▶ [THE PROBLEM]
What is needed is a verbatim copy of all the records.

▶ [TASK MATERIAL]

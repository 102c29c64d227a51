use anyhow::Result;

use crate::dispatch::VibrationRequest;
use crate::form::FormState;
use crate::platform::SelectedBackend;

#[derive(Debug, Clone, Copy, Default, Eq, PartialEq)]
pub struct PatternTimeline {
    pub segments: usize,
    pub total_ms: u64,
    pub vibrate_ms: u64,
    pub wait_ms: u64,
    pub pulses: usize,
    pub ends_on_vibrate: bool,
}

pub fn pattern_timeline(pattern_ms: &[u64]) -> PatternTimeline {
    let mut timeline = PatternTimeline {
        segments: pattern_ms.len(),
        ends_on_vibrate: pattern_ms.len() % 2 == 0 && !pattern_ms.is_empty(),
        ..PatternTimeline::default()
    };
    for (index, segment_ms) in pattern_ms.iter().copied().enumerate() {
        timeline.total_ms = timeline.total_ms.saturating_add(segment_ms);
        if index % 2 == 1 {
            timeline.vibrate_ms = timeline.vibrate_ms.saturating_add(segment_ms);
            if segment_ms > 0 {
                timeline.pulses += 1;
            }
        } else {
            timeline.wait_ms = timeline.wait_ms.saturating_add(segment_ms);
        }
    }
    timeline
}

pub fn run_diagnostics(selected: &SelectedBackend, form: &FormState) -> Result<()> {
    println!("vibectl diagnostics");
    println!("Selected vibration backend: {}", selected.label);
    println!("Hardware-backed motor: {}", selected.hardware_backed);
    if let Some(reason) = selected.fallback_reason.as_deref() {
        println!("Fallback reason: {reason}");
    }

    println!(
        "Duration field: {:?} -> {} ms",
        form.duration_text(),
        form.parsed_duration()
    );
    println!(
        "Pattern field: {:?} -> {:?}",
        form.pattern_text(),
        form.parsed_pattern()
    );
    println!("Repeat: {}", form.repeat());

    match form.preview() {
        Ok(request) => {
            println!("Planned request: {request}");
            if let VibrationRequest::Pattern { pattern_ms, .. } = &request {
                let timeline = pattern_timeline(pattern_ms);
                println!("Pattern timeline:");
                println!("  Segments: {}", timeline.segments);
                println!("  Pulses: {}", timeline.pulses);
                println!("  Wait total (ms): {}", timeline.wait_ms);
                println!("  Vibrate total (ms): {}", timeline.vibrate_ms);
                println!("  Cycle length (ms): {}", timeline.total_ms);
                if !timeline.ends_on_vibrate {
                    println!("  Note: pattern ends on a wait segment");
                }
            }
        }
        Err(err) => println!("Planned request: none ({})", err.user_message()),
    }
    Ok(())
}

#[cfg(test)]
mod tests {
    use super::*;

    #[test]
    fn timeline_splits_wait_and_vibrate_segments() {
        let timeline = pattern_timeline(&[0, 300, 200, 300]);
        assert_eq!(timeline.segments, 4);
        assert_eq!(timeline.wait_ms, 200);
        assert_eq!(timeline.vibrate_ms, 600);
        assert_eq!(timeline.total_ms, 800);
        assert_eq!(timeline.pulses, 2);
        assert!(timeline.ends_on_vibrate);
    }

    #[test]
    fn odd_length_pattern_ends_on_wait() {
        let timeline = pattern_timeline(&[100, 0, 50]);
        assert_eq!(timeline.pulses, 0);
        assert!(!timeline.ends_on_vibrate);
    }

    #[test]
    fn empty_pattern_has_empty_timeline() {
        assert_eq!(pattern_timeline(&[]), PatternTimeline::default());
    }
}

▶ [SOLUTION TO THE PROBLEM]
repository 102c29c64d227a51
use anyhow::Result;

use crate::dispatch::VibrationRequest;
use crate::form::FormState;
use crate::platform::SelectedBackend;

#[derive(Debug, Clone, Copy, Default, Eq, PartialEq)]
pub struct PatternTimeline {
    pub segments: usize,
    pub total_ms: u64,
    pub vibrate_ms: u64,
    pub wait_ms: u64,
    pub pulses: usize,
    pub ends_on_vibrate: bool,
}

pub fn pattern_timeline(pattern_ms: &[u64]) -> PatternTimeline {
    let mut timeline = PatternTimeline {
        segments: pattern_ms.len(),
        ends_on_vibrate: pattern_ms.len() % 2 == 0 && !pattern_ms.is_empty(),
        ..PatternTimeline::default()
    };
    for (index, segment_ms) in pattern_ms.iter().copied().enumerate() {
        timeline.total_ms = timeline.total_ms.saturating_add(segment_ms);
        if index % 2 == 1 {
            timeline.vibrate_ms = timeline.vibrate_ms.saturating_add(segment_ms);
            if segment_ms > 0 {
                timeline.pulses += 1;
            }
        } else {
            timeline.wait_ms = timeline.wait_ms.saturating_add(segment_ms);
        }
    }
    timeline
}

pub fn run_diagnostics(selected: &SelectedBackend, form: &FormState) -> Result<()> {
    println!("vibectl diagnostics");
    println!("Selected vibration backend: {}", selected.label);
    println!("Hardware-backed motor: {}", selected.hardware_backed);
    if let Some(reason) = selected.fallback_reason.as_deref() {
        println!("Fallback reason: {reason}");
    }

    println!(
        "Duration field: {:?} -> {} ms",
        form.duration_text(),
        form.parsed_duration()
    );
    println!(
        "Pattern field: {:?} -> {:?}",
        form.pattern_text(),
        form.parsed_pattern()
    );
    println!("Repeat: {}", form.repeat());

    match form.preview() {
        Ok(request) => {
            println!("Planned request: {request}");
            if let VibrationRequest::Pattern { pattern_ms, .. } = &request {
                let timeline = pattern_timeline(pattern_ms);
                println!("Pattern timeline:");
                println!("  Segments: {}", timeline.segments);
                println!("  Pulses: {}", timeline.pulses);
                println!("  Wait total (ms): {}", timeline.wait_ms);
                println!("  Vibrate total (ms): {}", timeline.vibrate_ms);
                println!("  Cycle length (ms): {}", timeline.total_ms);
                if !timeline.ends_on_vibrate {
                    println!("  Note: pattern ends on a wait segment");
                }
            }
        }
        Err(err) => println!("Planned request: none ({})", err.user_message()),
    }
    Ok(())
}

#[cfg(test)]
mod tests {
    use super::*;

    #[test]
    fn timeline_splits_wait_and_vibrate_segments() {
        let timeline = pattern_timeline(&[0, 300, 200, 300]);
        assert_eq!(timeline.segments, 4);
        assert_eq!(timeline.wait_ms, 200);
        assert_eq!(timeline.vibrate_ms, 600);
        assert_eq!(timeline.total_ms, 800);
        assert_eq!(timeline.pulses, 2);
        assert!(timeline.ends_on_vibrate);
    }

    #[test]
    fn odd_length_pattern_ends_on_wait() {
        let timeline = pattern_timeline(&[100, 0, 50]);
        assert_eq!(timeline.pulses, 0);
        assert!(!timeline.ends_on_vibrate);
    }

    #[test]
    fn empty_pattern_has_empty_timeline() {
        assert_eq!(pattern_timeline(&[]), PatternTimeline::default());
    }
}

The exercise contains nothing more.